The Naming of Fremont Township
By Diana Dretske
Lake County Discovery Museum

John C. Fremont

John C. Frémont

In 1850, when the township form of government was adopted in Lake County, each township set about selecting a name. In the township that would become Fremont, located between Libertyville and Wauconda, the names initially suggested were Hale, Gilmer, Fort Hill, Seneca, Haddam and Tickleville.

On January 12, 1850 these names were put to a vote. Fifty-five votes were cast with the majority going to Gilmer and then to Haddam; Tickleville received two votes. The result of the election was submitted to the Lake County Commissioners, but the petitioners stated that they preferred Haddam.
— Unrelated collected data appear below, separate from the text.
// tests/reconciliation.rs

mod common;
use crate::common::builders::{BundleBuilder, InstallationBuilder};
use crate::common::{Harness, NAMESPACE, init_tracing};

use std::error::Error;

use bundlectl::exec::ExecuteOptions;
use bundlectl::reconcile::{ReconcileOptions, Reconciler};
use bundlectl::secrets::SecretStrategy;
use bundlectl::storage::{CredentialSet, InstallationSpec};
use bundlectl::types::ResultStatus;

type TestResult = Result<(), Box<dyn Error>>;

fn publish(h: &Harness) {
    for version in ["1.0.0", "1.1.0"] {
        h.publish(
            &format!("example.com/cache:v{version}"),
            BundleBuilder::new("cache", version)
                .with_default_param("size", "small")
                .with_sensitive_param("token")
                .with_credential("kubeconfig", false)
                .with_action("status", false)
                .build(),
        );
    }
}

fn spec(version: &str) -> InstallationSpec {
    InstallationBuilder::new(NAMESPACE, "cache")
        .with_reference(&format!("example.com/cache:v{version}"))
        .with_param("token", "t0k3n")
        .build()
}

fn reconciler(h: &Harness) -> Reconciler {
    Reconciler::new(h.app.executor().clone())
}

fn options(spec: InstallationSpec) -> ReconcileOptions {
    ReconcileOptions {
        installation: spec,
        ..Default::default()
    }
}

/// Reconcile and return `(action, reason)`, empty action when in sync.
async fn reconcile(h: &Harness, opts: &ReconcileOptions) -> Result<(String, String), Box<dyn Error>> {
    let outcome = reconciler(h).reconcile(&h.ctx(), opts).await?;
    Ok((
        outcome.decision.planned_action().to_string(),
        outcome.decision.reason,
    ))
}

#[tokio::test]
async fn missing_installation_is_installed() -> TestResult {
    init_tracing();
    let h = Harness::new();
    publish(&h);

    let outcome = reconciler(&h)
        .reconcile(&h.ctx(), &options(spec("1.0.0")))
        .await?;

    assert!(!outcome.decision.in_sync);
    assert_eq!(outcome.decision.action.as_deref(), Some("install"));
    assert_eq!(outcome.decision.reason, "installation does not exist");
    assert_eq!(outcome.status, ResultStatus::Succeeded);
    let record = outcome.record.ok_or("install should have run")?;
    assert_eq!(outcome.run_id, record.run.id);
    assert_eq!(h.driver.installations("install"), vec!["cache"]);
    Ok(())
}

#[tokio::test]
async fn unchanged_installation_is_in_sync() -> TestResult {
    init_tracing();
    let h = Harness::new();
    publish(&h);
    let ctx = h.ctx();
    reconciler(&h).reconcile(&ctx, &options(spec("1.0.0"))).await?;
    let installed = h.storage.get_installation(&ctx, NAMESPACE, "cache").await?;

    let outcome = reconciler(&h).reconcile(&ctx, &options(spec("1.0.0"))).await?;

    assert!(outcome.decision.in_sync);
    assert!(outcome.decision.action.is_none());
    assert_eq!(outcome.decision.reason, "installation is up to date");
    assert!(outcome.record.is_none());
    assert_eq!(outcome.run_id, installed.status.last_run_id);
    assert_eq!(outcome.result_id, installed.status.last_result_id);
    assert_eq!(h.driver.calls().len(), 1);
    Ok(())
}

#[tokio::test]
async fn changed_parameter_triggers_upgrade() -> TestResult {
    init_tracing();
    let h = Harness::new();
    publish(&h);
    reconcile(&h, &options(spec("1.0.0"))).await?;

    let mut changed = spec("1.0.0");
    changed.parameters.push(SecretStrategy::value("size", "large"));
    let (action, reason) = reconcile(&h, &options(changed)).await?;

    assert_eq!(action, "upgrade");
    assert_eq!(reason, "parameters changed: size");
    assert_eq!(h.driver.installations("upgrade"), vec!["cache"]);
    Ok(())
}

#[tokio::test]
async fn changed_sensitive_parameter_triggers_upgrade() -> TestResult {
    init_tracing();
    let h = Harness::new();
    publish(&h);
    reconcile(&h, &options(spec("1.0.0"))).await?;

    let rotated = InstallationBuilder::new(NAMESPACE, "cache")
        .with_reference("example.com/cache:v1.0.0")
        .with_param("token", "r0tated")
        .build();
    let (action, reason) = reconcile(&h, &options(rotated)).await?;

    assert_eq!(action, "upgrade");
    assert_eq!(reason, "parameters changed: token");
    Ok(())
}

#[tokio::test]
async fn changed_bundle_triggers_upgrade() -> TestResult {
    init_tracing();
    let h = Harness::new();
    publish(&h);
    reconcile(&h, &options(spec("1.0.0"))).await?;

    let (action, reason) = reconcile(&h, &options(spec("1.1.0"))).await?;

    assert_eq!(action, "upgrade");
    assert!(reason.starts_with("bundle changed from"), "{reason}");
    let inst = h.storage.get_installation(&h.ctx(), NAMESPACE, "cache").await?;
    assert_eq!(inst.status.bundle_version, "1.1.0");
    Ok(())
}

#[tokio::test]
async fn changed_credential_sets_trigger_upgrade() -> TestResult {
    init_tracing();
    let h = Harness::new();
    publish(&h);
    let ctx = h.ctx();
    h.app
        .apply_credential_set(
            &ctx,
            CredentialSet {
                namespace: NAMESPACE.to_string(),
                name: "cluster".to_string(),
                credentials: vec![SecretStrategy::value("kubeconfig", "apiVersion: v1")],
                ..Default::default()
            },
        )
        .await?;
    reconcile(&h, &options(spec("1.0.0"))).await?;

    let with_set = InstallationBuilder::new(NAMESPACE, "cache")
        .with_reference("example.com/cache:v1.0.0")
        .with_param("token", "t0k3n")
        .with_credential_set("cluster")
        .build();
    let (action, reason) = reconcile(&h, &options(with_set.clone())).await?;
    assert_eq!(action, "upgrade");
    assert_eq!(reason, "credential sets changed");

    let (action, _) = reconcile(&h, &options(with_set)).await?;
    assert_eq!(action, "");
    Ok(())
}

#[tokio::test]
async fn install_only_parameters_do_not_drift() -> TestResult {
    init_tracing();
    let h = Harness::new();
    h.publish(
        "example.com/seeded:v1.0.0",
        BundleBuilder::new("seeded", "1.0.0")
            .with_default_param("size", "small")
            .with_param_for("seed", &["install"])
            .build(),
    );
    let seeded = InstallationBuilder::new(NAMESPACE, "seeded")
        .with_reference("example.com/seeded:v1.0.0")
        .with_param("seed", "42")
        .build();

    let (action, _) = reconcile(&h, &options(seeded.clone())).await?;
    assert_eq!(action, "install");
    let (action, reason) = reconcile(&h, &options(seeded.clone())).await?;
    assert_eq!(action, "", "{reason}");
    assert_eq!(reason, "installation is up to date");

    let mut resized = seeded;
    resized.parameters.push(SecretStrategy::value("size", "large"));
    let (action, reason) = reconcile(&h, &options(resized)).await?;
    assert_eq!(action, "upgrade");
    assert_eq!(reason, "parameters changed: size");
    assert_eq!(h.driver.calls().len(), 2);
    Ok(())
}

#[tokio::test]
async fn forced_reconcile_upgrades_in_sync_installation() -> TestResult {
    init_tracing();
    let h = Harness::new();
    publish(&h);
    reconcile(&h, &options(spec("1.0.0"))).await?;

    let forced = ReconcileOptions {
        force: true,
        ..options(spec("1.0.0"))
    };
    let (action, reason) = reconcile(&h, &forced).await?;

    assert_eq!(action, "upgrade");
    assert_eq!(reason, "forced");
    Ok(())
}

#[tokio::test]
async fn failed_upgrade_is_retried() -> TestResult {
    init_tracing();
    let h = Harness::new();
    publish(&h);
    reconcile(&h, &options(spec("1.0.0"))).await?;

    h.driver.fail("cache", "upgrade", 1, "disk full");
    let outcome = reconciler(&h)
        .reconcile(&h.ctx(), &options(spec("1.1.0")))
        .await?;
    assert_eq!(outcome.status, ResultStatus::Failed);
    assert!(outcome.into_result().is_err());

    h.driver.clear("cache", "upgrade");
    let (action, reason) = reconcile(&h, &options(spec("1.1.0"))).await?;
    assert_eq!(action, "upgrade");
    assert_eq!(reason, "last upgrade did not succeed");
    let (action, _) = reconcile(&h, &options(spec("1.1.0"))).await?;
    assert_eq!(action, "");
    Ok(())
}

#[tokio::test]
async fn failed_install_is_installed_again() -> TestResult {
    init_tracing();
    let h = Harness::new();
    publish(&h);
    h.driver.fail("cache", "install", 1, "quota");
    reconcile(&h, &options(spec("1.0.0"))).await?;

    h.driver.clear("cache", "install");
    let (action, reason) = reconcile(&h, &options(spec("1.0.0"))).await?;

    assert_eq!(action, "install");
    assert_eq!(reason, "install has never completed");
    assert_eq!(h.driver.installations("install").len(), 2);
    Ok(())
}

#[tokio::test]
async fn non_modifying_actions_do_not_affect_the_verdict() -> TestResult {
    init_tracing();
    let h = Harness::new();
    publish(&h);
    let ctx = h.ctx();
    reconcile(&h, &options(spec("1.0.0"))).await?;

    h.driver.fail("cache", "status", 3, "unreachable");
    h.app
        .executor()
        .execute(&ctx, &spec("1.0.0"), "status", &ExecuteOptions::default())
        .await?;

    let (action, reason) = reconcile(&h, &options(spec("1.0.0"))).await?;
    assert_eq!(action, "");
    assert_eq!(reason, "installation is up to date");
    Ok(())
}

#[tokio::test]
async fn uninstalled_spec_uninstalls_once() -> TestResult {
    init_tracing();
    let h = Harness::new();
    publish(&h);
    reconcile(&h, &options(spec("1.0.0"))).await?;

    let mut gone = spec("1.0.0");
    gone.uninstalled = true;
    let (action, reason) = reconcile(&h, &options(gone.clone())).await?;
    assert_eq!(action, "uninstall");
    assert_eq!(reason, "installation should be uninstalled");

    let (action, reason) = reconcile(&h, &options(gone)).await?;
    assert_eq!(action, "");
    assert_eq!(reason, "installation is not installed");

    // Asking for it back installs it again.
    let (action, reason) = reconcile(&h, &options(spec("1.0.0"))).await?;
    assert_eq!(action, "install");
    assert_eq!(reason, "installation was uninstalled");
    assert_eq!(
        h.driver.actions(),
        vec![
            ("cache".to_string(), "install".to_string()),
            ("cache".to_string(), "uninstall".to_string()),
            ("cache".to_string(), "install".to_string()),
        ]
    );
    Ok(())
}

#[tokio::test]
async fn uninstalled_spec_for_unknown_installation_is_noop() -> TestResult {
    init_tracing();
    let h = Harness::new();
    publish(&h);
    let mut gone = spec("1.0.0");
    gone.uninstalled = true;

    let outcome = reconciler(&h).reconcile(&h.ctx(), &options(gone)).await?;

    assert!(outcome.decision.in_sync);
    assert!(outcome.run_id.is_empty());
    assert!(h.driver.calls().is_empty());
    Ok(())
}

#[tokio::test]
async fn dry_run_decides_without_running() -> TestResult {
    init_tracing();
    let h = Harness::new();
    publish(&h);
    reconcile(&h, &options(spec("1.0.0"))).await?;

    let dry = ReconcileOptions {
        dry_run: true,
        ..options(spec("1.1.0"))
    };
    let outcome = reconciler(&h).reconcile(&h.ctx(), &dry).await?;

    assert!(!outcome.decision.in_sync);
    assert_eq!(outcome.decision.planned_action(), "upgrade");
    assert!(outcome.record.is_none());
    assert_eq!(h.driver.calls().len(), 1);
    let inst = h.storage.get_installation(&h.ctx(), NAMESPACE, "cache").await?;
    assert_eq!(inst.status.bundle_version, "1.0.0");
    Ok(())
}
It was Christopher Seeber, one of the election judges and a man from the township in question, who pointed out that Gilmer had in fact received more votes.

Seeber wrote: “An attempt was made early in the day of election to unite on a name, but it was soon found to be impossible.” He also advised that if Gilmer or Haddam was chosen “a majority of our voters will be dissatisfied.” So, Seeber put forth the name of Herkimer, stating, “[I] bed you to take it under your most serious advisement.”

Individuals representing the names of Gilmer and Haddam appeared before the commissioners and made arguments for each name. Gilmer was in honor of Thomas Gilmer, the secretary of the Navy under President Tyler, who was killed by the bursting of a gun on board the U.S. steamer Princeton in 1844. Haddam was in honor of the place of origin of many of the township’s settlers who were from Haddam, Connecticut.

The commissioners were unable to decide between the two names, and agreed with Seeber that to choose either name would make any number of people unhappy. Someone present then suggested the name of Fremont.

At the time, John Frémont (1813-1890) was very much on everyone’s mind. He was known as the “Pathfinder” and the great explorer of the American West. He had surveyed the Des Moines River, mapped most of the Oregon Trail and explored the Great Basin in the Pacific coast. His written and published accounts of his expeditions became wildly popular with the public who knew little of the great wilderness west of the Mississippi River; most of which did not yet belong to the United States.

Hence the name of Fremont was considered a good choice and an acceptable compromise, and was promptly adopted.